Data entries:
use serde::{Deserialize, Serialize};
use thiserror::Error;

/// Body the backend sends when it refuses a request, e.g. `{"error": "User not logged in"}`.
#[derive(Debug, Clone, PartialEq, Eq, Serialize, Deserialize)]
pub struct ErrorBody {
    pub error: String,
}

impl ErrorBody {
    pub fn new(error: impl Into<String>) -> Self {
        Self {
            error: error.into(),
        }
    }
}

#[derive(Debug, Clone, PartialEq, Eq, Error)]
#[error("{message}")]
pub struct BackendRejection {
    pub message: String,
}

impl BackendRejection {
    pub fn new(message: impl Into<String>) -> Self {
        Self {
            message: message.into(),
        }
    }

    /// Empty or absent messages do not count as a rejection.
    pub fn from_field(error: Option<String>) -> Option<Self> {
        error.filter(|message| !message.is_empty()).map(Self::new)
    }
}
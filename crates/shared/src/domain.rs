use serde::{Deserialize, Serialize};

/// Free text describing how the user feels. Empty text is allowed.
#[derive(Debug, Clone, Default, PartialEq, Eq, Serialize, Deserialize)]
pub struct MoodSubmission {
    pub text: String,
}

impl MoodSubmission {
    pub fn new(text: impl Into<String>) -> Self {
        Self { text: text.into() }
    }
}

#[derive(Debug, Clone, PartialEq, Eq, Serialize, Deserialize)]
pub struct Prediction {
    pub detected_emotion: String,
    pub recommended_quote: String,
}

#[derive(Debug, Clone, PartialEq, Eq, Serialize, Deserialize)]
pub struct Track {
    pub name: String,
    pub artist: String,
    pub url: String,
    pub album_art: String,
}
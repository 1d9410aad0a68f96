use std::{io, path::PathBuf, process::ExitCode, sync::Arc};

use anyhow::{Context, Result};
use clap::Parser;
use client_core::{
    HttpMoodBackend, MoodSubmissionController, PipelineOutcome, ViewBindings, LOGIN_PATH,
};
use tracing::info;
use tracing_subscriber::EnvFilter;

mod config;
mod terminal;

use config::load_settings;
use terminal::TerminalNotifier;

/// Ask MoodMate for a quote and music that fit your mood.
#[derive(Parser, Debug)]
struct Args {
    /// Settings file; defaults to ./moodmate.toml when present.
    #[arg(long)]
    config: Option<PathBuf>,
    #[arg(long)]
    server_url: Option<String>,
    /// Value for the Cookie header, e.g. `session=...` copied from a logged-in browser.
    #[arg(long)]
    session_cookie: Option<String>,
    #[arg(long)]
    reveal_delay_ms: Option<u64>,
    /// How you feel. Read from stdin when omitted.
    text: Option<String>,
}

#[tokio::main]
async fn main() -> Result<ExitCode> {
    tracing_subscriber::fmt()
        .with_env_filter(
            EnvFilter::try_from_default_env().unwrap_or_else(|_| EnvFilter::new("info")),
        )
        .with_writer(io::stderr)
        .init();
    let args = Args::parse();

    let mut settings = load_settings(args.config.as_deref())?;
    if let Some(v) = args.server_url {
        settings.server_url = v;
    }
    if let Some(v) = args.session_cookie {
        settings.session_cookie = Some(v);
    }
    if let Some(v) = args.reveal_delay_ms {
        settings.reveal_delay_ms = v;
    }

    let text = match args.text {
        Some(text) => text,
        None => strip_line_ending(
            &io::read_to_string(io::stdin()).context("failed to read mood text from stdin")?,
        ),
    };

    let mut backend = HttpMoodBackend::new(&settings.server_url)
        .with_context(|| format!("invalid server url '{}'", settings.server_url))?;
    if let Some(cookie) = &settings.session_cookie {
        backend = backend.with_session_cookie(cookie.clone());
    }
    let login_url = backend.endpoint_url(LOGIN_PATH)?;

    let view = ViewBindings::in_memory();
    view.mood_text.set_value(&text);
    let controller = MoodSubmissionController::new(
        Arc::new(backend),
        view,
        Arc::new(TerminalNotifier::new(login_url)),
    )
    .with_reveal_delay(settings.reveal_delay());

    info!(server_url = %settings.server_url, "submitting mood");
    let outcome = controller.on_submit().await;
    print!("{}", terminal::render(controller.view()));

    Ok(exit_code(&outcome))
}

/// Drops the trailing newline a shell pipe leaves; inner whitespace is part of the mood.
fn strip_line_ending(raw: &str) -> String {
    raw.trim_end_matches(['\r', '\n']).to_string()
}

fn exit_code(outcome: &PipelineOutcome) -> ExitCode {
    match outcome {
        PipelineOutcome::Rendered { .. } => ExitCode::SUCCESS,
        PipelineOutcome::Notified(_) => ExitCode::FAILURE,
    }
}

#[cfg(test)]
mod tests {
    use client_core::NoticeKind;

    use super::*;

    #[test]
    fn rendered_outcome_exits_successfully() {
        let outcome = PipelineOutcome::Rendered {
            emotion: "joy".into(),
            tracks: 0,
        };
        assert_eq!(exit_code(&outcome), ExitCode::SUCCESS);
    }

    #[test]
    fn notified_outcome_exits_with_failure() {
        for notice in [NoticeKind::LoginPrompt, NoticeKind::GenericRetry] {
            assert_eq!(
                exit_code(&PipelineOutcome::Notified(notice)),
                ExitCode::FAILURE
            );
        }
    }

    #[test]
    fn strips_only_trailing_line_endings_from_stdin() {
        assert_eq!(strip_line_ending("feeling blue\n"), "feeling blue");
        assert_eq!(strip_line_ending("feeling blue\r\n\n"), "feeling blue");
        assert_eq!(strip_line_ending("  two\nlines  \n"), "  two\nlines  ");
        assert_eq!(strip_line_ending("\n"), "");
        assert_eq!(strip_line_ending(""), "");
    }
}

> [About this exercise]: If a line in the entries contains the word "BackendRejection", copy that line out.

> [Solution to this problem]:
pub struct BackendRejection {
impl BackendRejection {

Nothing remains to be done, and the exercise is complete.